西郷信綱、加藤周一『梁塵秘抄』

西郷信綱梁塵秘抄
加藤周一梁塵秘抄


 平安末期の今様集『梁塵秘抄』は「遊びをせんとや生まれけむ 戯れせんとや生まれけん 遊ぶ子供の声聞けば 我が身さへこそゆるがるれ」で有名である。この二冊は『梁塵秘抄』を論じた書として面白い。今様とは鼓という単純な打楽器で歌う歌謡で、旋律はかなり自由だったと西郷氏はいう。大陸から輸入された催馬楽は、ヒチリキ、横笛、琵琶、など多数の楽器を使い、和声旋律が主であるのに反し、今様は外来音楽から言葉を解放し、歌謡の歌詞を重視した流行歌でもあった。それを担ったのは遊女(売春婦でなく、芸を売り漂泊する今で言うタレント芸能人)で、後白河院ら宮廷貴族の一部はカラオケのように今様を歌った。
 西郷氏によれば、藤原俊成ら貴族の和歌が、身体性や生活性のある言葉を避け「やまとことば」で作られたのに反し、今様はそうした言葉を多用する。反和歌的である。西郷氏があげているのは「我を頼めて来ぬ男」という今様で、相手を「男」と呼んだ和歌は皆無だという。加藤氏は『梁塵秘抄』には平安朝のかな物語、勅撰和歌集のすべてをもつてしても窺うことの出来ない世界が開け、類書のない平安朝の民衆の在り方が示されていると評価する。また今様とは12世紀で成功した現代詩だという。

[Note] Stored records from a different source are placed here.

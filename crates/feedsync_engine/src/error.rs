//! Error types for the sync engine.

use feedsync_storage::StorageError;
use feedsync_types::{Phase, RunId, Strategy, TransitionError};
use std::fmt;
use thiserror::Error;

/// Result type for engine operations.
pub type SyncResult<T> = Result<T, SyncError>;

/// Errors raised by the engine and its collaborators.
#[derive(Error, Debug)]
pub enum SyncError {
    /// Temporary network or rate-limit condition. The only retryable kind.
    #[error("transient network error: {0}")]
    TransientNetwork(String),

    /// Credentials rejected by a remote service.
    #[error("authorization failed: {0}")]
    Authorization(String),

    /// Incremental sync requested without a completed baseline.
    #[error("no completed sync to increment from; run a full sync first")]
    NoBaseline,

    /// A retryable operation kept failing.
    #[error("gave up after {attempts} attempts: {last}")]
    RetryExhausted {
        /// Attempts made, including the first.
        attempts: u32,
        /// Error of the final attempt.
        #[source]
        last: Box<SyncError>,
    },

    /// A persisted document could not be parsed or failed its digest.
    #[error("corrupted state document {key}: {message}")]
    CheckpointCorruption {
        /// Storage key of the document.
        key: String,
        /// What was wrong with it.
        message: String,
    },

    /// Another run is still active.
    #[error("run {run_id} is still active; resume it or clear its checkpoint")]
    ActiveRunConflict {
        /// The active run.
        run_id: RunId,
    },

    /// Resume requested with nothing to resume.
    #[error("no active run to resume")]
    NoActiveRun,

    /// A checkpoint was requested for a run that has none.
    #[error("no checkpoint for run {0}")]
    UnknownRun(RunId),

    /// This orchestrator is already executing a run.
    #[error("a sync run is already in progress")]
    Busy,

    /// The run was cancelled.
    #[error("sync cancelled")]
    Cancelled,

    /// A collaborator failed in a way that is not worth retrying.
    #[error("collaborator error: {0}")]
    Collaborator(String),

    /// Configuration values out of range.
    #[error("invalid configuration: {}", .0.join("; "))]
    InvalidConfig(Vec<String>),

    /// Run state machine violation.
    #[error(transparent)]
    InvalidPhaseTransition(#[from] TransitionError),

    /// Storage backend failure.
    #[error("storage error: {0}")]
    Storage(#[from] StorageError),
}

impl SyncError {
    /// Creates a transient network error.
    pub fn transient(message: impl Into<String>) -> Self {
        Self::TransientNetwork(message.into())
    }

    /// Creates a non-retryable collaborator error.
    pub fn collaborator(message: impl Into<String>) -> Self {
        Self::Collaborator(message.into())
    }

    pub(crate) fn corruption(key: impl Into<String>, message: impl fmt::Display) -> Self {
        Self::CheckpointCorruption {
            key: key.into(),
            message: message.to_string(),
        }
    }

    /// Returns true if this error can be retried.
    pub fn is_retryable(&self) -> bool {
        matches!(self, SyncError::TransientNetwork(_))
    }

    /// Returns true if the run stopped because it was cancelled.
    pub fn is_cancelled(&self) -> bool {
        matches!(self, SyncError::Cancelled)
    }
}

/// A failed run, with enough context to decide what to do next.
///
/// `last_completed` is the phase a resume would continue after; `None`
/// means nothing was committed for the run.
#[derive(Debug)]
pub struct SyncFailure {
    /// Run that failed, if one had been started.
    pub run_id: Option<RunId>,
    /// Strategy of the run, if it had been resolved.
    pub strategy: Option<Strategy>,
    /// Last committed phase.
    pub last_completed: Option<Phase>,
    /// Underlying cause.
    pub error: SyncError,
}

impl SyncFailure {
    /// A failure that happened before any run existed.
    pub fn before_run(error: SyncError) -> Self {
        Self {
            run_id: None,
            strategy: None,
            last_completed: None,
            error,
        }
    }
}

impl fmt::Display for SyncFailure {
    fn fmt(&self, f: &mut fmt::Formatter<'_>) -> fmt::Result {
        match (&self.run_id, self.strategy) {
            (Some(run_id), Some(strategy)) => {
                write!(f, "{strategy} sync {run_id} failed ")?;
            }
            (Some(run_id), None) => write!(f, "sync {run_id} failed ")?,
            (None, Some(strategy)) => write!(f, "{strategy} sync failed ")?,
            (None, None) => f.write_str("sync failed ")?,
        }
        match self.last_completed {
            Some(phase) => write!(f, "after {phase}: {}", self.error),
            None => write!(f, "before any phase completed: {}", self.error),
        }
    }
}

impl std::error::Error for SyncFailure {
    fn source(&self) -> Option<&(dyn std::error::Error + 'static)> {
        Some(&self.error)
    }
}

impl From<SyncError> for SyncFailure {
    fn from(error: SyncError) -> Self {
        Self::before_run(error)
    }
}

#[cfg(test)]
mod tests {
    use super::*;
    use std::error::Error as _;

    #[test]
    fn only_transient_errors_are_retryable() {
        assert!(SyncError::transient("503").is_retryable());
        assert!(!SyncError::Authorization("bad token".into()).is_retryable());
        assert!(!SyncError::NoBaseline.is_retryable());
        assert!(!SyncError::Cancelled.is_retryable());
        assert!(!SyncError::collaborator("disk full").is_retryable());
    }

    #[test]
    fn retry_exhausted_keeps_last_error() {
        let err = SyncError::RetryExhausted {
            attempts: 4,
            last: Box::new(SyncError::transient("timeout")),
        };
        assert!(err.to_string().contains("4 attempts"));
        assert!(err.source().unwrap().to_string().contains("timeout"));
    }

    #[test]
    fn failure_display_names_phase_and_run() {
        let failure = SyncFailure {
            run_id: Some(RunId::new("run-7").unwrap()),
            strategy: Some(Strategy::Incremental),
            last_completed: Some(Phase::DataFetched),
            error: SyncError::transient("reset"),
        };
        let text = failure.to_string();
        assert!(text.contains("INCREMENTAL"));
        assert!(text.contains("run-7"));
        assert!(text.contains("data_fetched"));
        assert!(failure.source().is_some());
    }

    #[test]
    fn failure_before_run() {
        let failure = SyncFailure::from(SyncError::NoBaseline);
        assert!(failure.to_string().starts_with("sync failed before any phase"));
    }

    #[test]
    fn invalid_config_lists_problems() {
        let err = SyncError::InvalidConfig(vec!["a".into(), "b".into()]);
        assert_eq!(err.to_string(), "invalid configuration: a; b");
    }
}
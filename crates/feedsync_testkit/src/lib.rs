//! # Feedsync Testkit
//!
//! Test utilities for feedsync.
//!
//! This crate provides:
//! - Scripted fakes for every collaborator, with fault injection
//! - A checkpoint store that simulates crashes on a chosen commit
//! - Fixtures and an orchestrator harness over memory or disk state
//! - Property-based test generators using proptest
//!
//! ## Usage
//!
//! ```rust,ignore
//! use feedsync_testkit::prelude::*;
//!
//! #[test]
//! fn first_run_is_full() {
//!     let harness = Harness::memory().seeded(
//!         vec![variant("v1", 1, &["loc1"])],
//!         mapping(&[("loc1", &["US"])]),
//!     );
//!     let summary = harness.orchestrator().run(None).unwrap();
//!     assert_eq!(summary.strategy, Strategy::Full);
//! }
//! ```

#![deny(unsafe_code)]
#![warn(missing_docs)]

pub mod fakes;
pub mod fixtures;
pub mod generators;

/// Prelude module for convenient imports
pub mod prelude {
    pub use crate::fakes::*;
    pub use crate::fixtures::*;
    pub use crate::generators::*;
    pub use feedsync_engine::{Orchestrator, SyncError};
    pub use feedsync_types::{Phase, RunStatus, Strategy};
}

pub use fakes::*;
pub use fixtures::*;
pub use generators::*;
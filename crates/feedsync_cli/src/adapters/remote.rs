//! Uploader mirroring feeds into a local folder.

use super::{io_error, write_atomic};
use feedsync_engine::{FeedUploader, SyncError, SyncResult};
use feedsync_types::{FileRef, RemoteId};
use std::collections::BTreeSet;
use std::fs;
use std::path::{Path, PathBuf};
use tracing::{debug, info};

/// A folder standing in for the remote store.
///
/// Uploading copies the feed under its file name, overwriting an existing
/// copy; the file name is the remote identifier.
#[derive(Debug, Clone)]
pub struct FolderUploader {
    dir: PathBuf,
}

impl FolderUploader {
    /// Creates an uploader into `dir`, created on first upload.
    pub fn new(dir: impl Into<PathBuf>) -> Self {
        Self { dir: dir.into() }
    }

    /// The folder.
    pub fn dir(&self) -> &Path {
        &self.dir
    }
}

impl FeedUploader for FolderUploader {
    fn upload(&self, file: &FileRef) -> SyncResult<RemoteId> {
        let source = Path::new(file.as_str());
        let name = source
            .file_name()
            .and_then(|n| n.to_str())
            .ok_or_else(|| SyncError::collaborator(format!("{file} has no file name")))?;

        fs::create_dir_all(&self.dir)
            .map_err(|e| io_error(format!("remote folder {}", self.dir.display()), e))?;
        let bytes = fs::read(source).map_err(|e| io_error(format!("upload {file}"), e))?;
        write_atomic(&self.dir.join(name), &bytes)
            .map_err(|e| io_error(format!("upload {file}"), e))?;
        debug!("uploaded {file} ({} bytes)", bytes.len());

        RemoteId::new(name).map_err(|e| SyncError::collaborator(format!("upload {file}: {e}")))
    }

    fn delete_orphans(&self, current: &BTreeSet<RemoteId>) -> SyncResult<usize> {
        let context = format!("remote folder {}", self.dir.display());
        let entries = match fs::read_dir(&self.dir) {
            Ok(entries) => entries,
            Err(e) if e.kind() == std::io::ErrorKind::NotFound => return Ok(0),
            Err(e) => return Err(io_error(&context, e)),
        };

        let mut removed = 0;
        for entry in entries {
            let entry = entry.map_err(|e| io_error(&context, e))?;
            if !entry.file_type().map_err(|e| io_error(&context, e))?.is_file() {
                continue;
            }
            let name = entry.file_name().to_string_lossy().into_owned();
            if current.iter().any(|id| id.as_str() == name) {
                continue;
            }
            fs::remove_file(entry.path()).map_err(|e| io_error(&context, e))?;
            info!("deleted orphaned remote feed {name}");
            removed += 1;
        }
        Ok(removed)
    }
}
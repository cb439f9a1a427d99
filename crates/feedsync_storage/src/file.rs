//! Directory-based state backend for persistent storage.
//!
//! Layout under the state directory:
//!
//! ```text
//! <state_dir>/
//! ├─ LOCK                     # Advisory lock for single-process access
//! ├─ checkpoints/<run>.json   # One document per run
//! ├─ mappings/<seq>.json      # Snapshot history
//! ├─ mapping_settled.json     # Snapshot the published feeds reflect
//! ├─ variants.json            # Variant state tracker
//! └─ spool/<run>/<name>       # Spooled intermediate artifacts
//! ```
//!
//! Documents are written with the write-then-rename pattern so a crash
//! never leaves a torn document behind.

use crate::backend::{validate_key, StateBackend};
use crate::error::{StorageError, StorageResult};
use fs2::FileExt;
use std::fs::{self, File, OpenOptions};
use std::io::{ErrorKind, Write};
use std::path::{Path, PathBuf};

const LOCK_FILE: &str = "LOCK";
const TEMP_SUFFIX: &str = ".tmp";

/// A directory-based state backend.
///
/// Each key maps to a file below the root directory.
///
/// # Durability
///
/// `write` goes through a temporary sibling file that is fsynced, renamed
/// over the target, and followed by an fsync of the parent directory.
///
/// # Thread Safety
///
/// The backend holds an exclusive advisory lock on `<root>/LOCK` for its
/// whole lifetime, so only one process can use a state directory at a time.
/// Within the process it is `Send + Sync`.
///
/// # Example
///
/// ```no_run
/// use feedsync_storage::{FileBackend, StateBackend};
/// use std::path::Path;
///
/// let backend = FileBackend::open(Path::new("state")).unwrap();
/// backend.write("variants.json", b"{}").unwrap();
/// ```
#[derive(Debug)]
pub struct FileBackend {
    root: PathBuf,
    _lock_file: File,
}

impl FileBackend {
    /// Opens or creates a state directory and takes its lock.
    ///
    /// # Errors
    ///
    /// Returns an error if:
    /// - The path exists but is not a directory
    /// - Another process holds the lock (returns `Locked`)
    /// - I/O errors occur
    pub fn open(root: &Path) -> StorageResult<Self> {
        if !root.exists() {
            fs::create_dir_all(root)?;
        }
        if !root.is_dir() {
            return Err(StorageError::NotADirectory(root.display().to_string()));
        }

        let lock_file = OpenOptions::new()
            .read(true)
            .write(true)
            .create(true)
            .truncate(false)
            .open(root.join(LOCK_FILE))?;

        if lock_file.try_lock_exclusive().is_err() {
            return Err(StorageError::Locked);
        }

        Ok(Self {
            root: root.to_path_buf(),
            _lock_file: lock_file,
        })
    }

    /// Returns the state directory.
    #[must_use]
    pub fn root(&self) -> &Path {
        &self.root
    }

    fn path_for(&self, key: &str) -> StorageResult<PathBuf> {
        validate_key(key)?;
        Ok(key.split('/').fold(self.root.clone(), |p, seg| p.join(seg)))
    }

    fn collect_keys(&self, dir: &Path, out: &mut Vec<String>) -> StorageResult<()> {
        let entries = match fs::read_dir(dir) {
            Ok(entries) => entries,
            Err(e) if e.kind() == ErrorKind::NotFound => return Ok(()),
            Err(e) => return Err(e.into()),
        };
        for entry in entries {
            let entry = entry?;
            let path = entry.path();
            if entry.file_type()?.is_dir() {
                self.collect_keys(&path, out)?;
                continue;
            }
            let Ok(relative) = path.strip_prefix(&self.root) else {
                continue;
            };
            let key = relative
                .components()
                .map(|c| c.as_os_str().to_string_lossy())
                .collect::<Vec<_>>()
                .join("/");
            if key == LOCK_FILE || key.ends_with(TEMP_SUFFIX) {
                continue;
            }
            out.push(key);
        }
        Ok(())
    }
}

impl StateBackend for FileBackend {
    fn read(&self, key: &str) -> StorageResult<Option<Vec<u8>>> {
        let path = self.path_for(key)?;
        match fs::read(&path) {
            Ok(data) => Ok(Some(data)),
            Err(e) if e.kind() == ErrorKind::NotFound => Ok(None),
            Err(e) => Err(e.into()),
        }
    }

    fn write(&self, key: &str, data: &[u8]) -> StorageResult<()> {
        let path = self.path_for(key)?;
        let parent = path.parent().unwrap_or(self.root.as_path()).to_path_buf();
        fs::create_dir_all(&parent)?;

        let mut temp_name = path.as_os_str().to_owned();
        temp_name.push(TEMP_SUFFIX);
        let temp_path = PathBuf::from(temp_name);

        let mut file = File::create(&temp_path)?;
        file.write_all(data)?;
        file.sync_all()?;
        drop(file);

        fs::rename(&temp_path, &path)?;
        sync_directory(&parent)?;
        Ok(())
    }

    fn remove(&self, key: &str) -> StorageResult<bool> {
        let path = self.path_for(key)?;
        match fs::remove_file(&path) {
            Ok(()) => {
                sync_directory(path.parent().unwrap_or(self.root.as_path()))?;
                Ok(true)
            }
            Err(e) if e.kind() == ErrorKind::NotFound => Ok(false),
            Err(e) => Err(e.into()),
        }
    }

    fn list(&self, prefix: &str) -> StorageResult<Vec<String>> {
        // Only the directory named by the prefix can hold matching keys
        let start = match prefix.rfind('/') {
            Some(end) => self.path_for(&prefix[..end])?,
            None => self.root.clone(),
        };
        let mut keys = Vec::new();
        self.collect_keys(&start, &mut keys)?;
        keys.retain(|k| k.starts_with(prefix));
        keys.sort();
        Ok(keys)
    }
}

/// Fsyncs a directory so renames and deletions inside it are durable.
#[cfg(unix)]
fn sync_directory(dir: &Path) -> StorageResult<()> {
    File::open(dir)?.sync_all()?;
    Ok(())
}

#[cfg(not(unix))]
fn sync_directory(_dir: &Path) -> StorageResult<()> {
    // NTFS journals metadata; directory handles cannot be fsynced
    Ok(())
}
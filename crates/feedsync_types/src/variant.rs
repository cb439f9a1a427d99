//! Product variant records.

use crate::ids::{LocationId, VariantId};
use crate::mapping::{CountrySet, MappingSnapshot};
use crate::Revision;
use serde::{Deserialize, Serialize};
use std::collections::BTreeSet;

/// A variant as delivered by the storefront fetch collaborator.
#[derive(Debug, Clone, PartialEq, Serialize, Deserialize)]
pub struct SourceVariant {
    /// Variant identifier.
    pub variant_id: VariantId,
    /// Source revision token.
    pub revision: Revision,
    /// Locations holding stock for this variant.
    #[serde(default)]
    pub location_ids: BTreeSet<LocationId>,
    /// Opaque attributes rendered by the feed writer.
    #[serde(default)]
    pub attributes: serde_json::Value,
}

impl SourceVariant {
    /// Routes this variant through a mapping snapshot.
    #[must_use]
    pub fn route(self, mapping: &MappingSnapshot) -> FeedRecord {
        let countries = mapping.route(&self.location_ids);
        FeedRecord {
            variant: self,
            countries,
        }
    }
}

/// A variant together with the countries it is exported into.
#[derive(Debug, Clone, PartialEq, Serialize, Deserialize)]
pub struct FeedRecord {
    /// The source data.
    pub variant: SourceVariant,
    /// Destination countries.
    pub countries: CountrySet,
}

/// Durable per-variant sync state owned by the variant state tracker.
#[derive(Debug, Clone, PartialEq, Eq, Serialize, Deserialize)]
pub struct VariantRecord {
    /// Variant identifier.
    pub variant_id: VariantId,
    /// Revision exported by the last completed run that included it.
    pub last_synced_revision: Revision,
    /// Countries it was last exported into.
    pub last_seen_countries: CountrySet,
}

#[cfg(test)]
mod tests {
    use super::*;
    use crate::ids::CountryCode;
    use std::collections::BTreeMap;

    #[test]
    fn source_variant_routes_through_mapping() {
        let loc = LocationId::new("loc1").unwrap();
        let mut entries = BTreeMap::new();
        entries.insert(
            loc.clone(),
            [CountryCode::new("US").unwrap()].into_iter().collect(),
        );
        let mapping = MappingSnapshot::capture(1, entries);

        let variant = SourceVariant {
            variant_id: VariantId::new("v1").unwrap(),
            revision: Revision(7),
            location_ids: [loc].into_iter().collect(),
            attributes: serde_json::json!({"title": "Shirt"}),
        };
        let record = variant.route(&mapping);
        assert_eq!(record.countries.len(), 1);
        assert_eq!(record.variant.revision, Revision(7));
    }

    #[test]
    fn source_variant_defaults_optional_fields() {
        let json = r#"{"variant_id":"v1","revision":3}"#;
        let variant: SourceVariant = serde_json::from_str(json).unwrap();
        assert!(variant.location_ids.is_empty());
        assert!(variant.attributes.is_null());
    }
}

 加藤氏の本が面白いのは、今様を仏教、日常性、性的表現、女心の歌の4つに分け、文学的、社会的、思想的に分析していることである。性的表現では和歌では決して使わない「いざ寝なむ」とか「きしきしきしと抱くとこそ」など直接性があり、和歌の「もの思う」心理的世界と対比している。また編者の後白河院が、政治世界ではマキアベリ的権謀術策を操りながら、それを超越する芸能に耽溺し、遊女乙前を師匠とし、今様に生きがいをみつける倒錯的在り方の分析が面白かった。貴族社会と遊女社会がどちらも「一夫一婦制」をとらない性的自由社会など存在形態が似ていたという指摘も面白い。(西郷信綱梁塵秘抄ちくま文庫加藤周一梁塵秘抄平凡社加藤周一著作集17巻」)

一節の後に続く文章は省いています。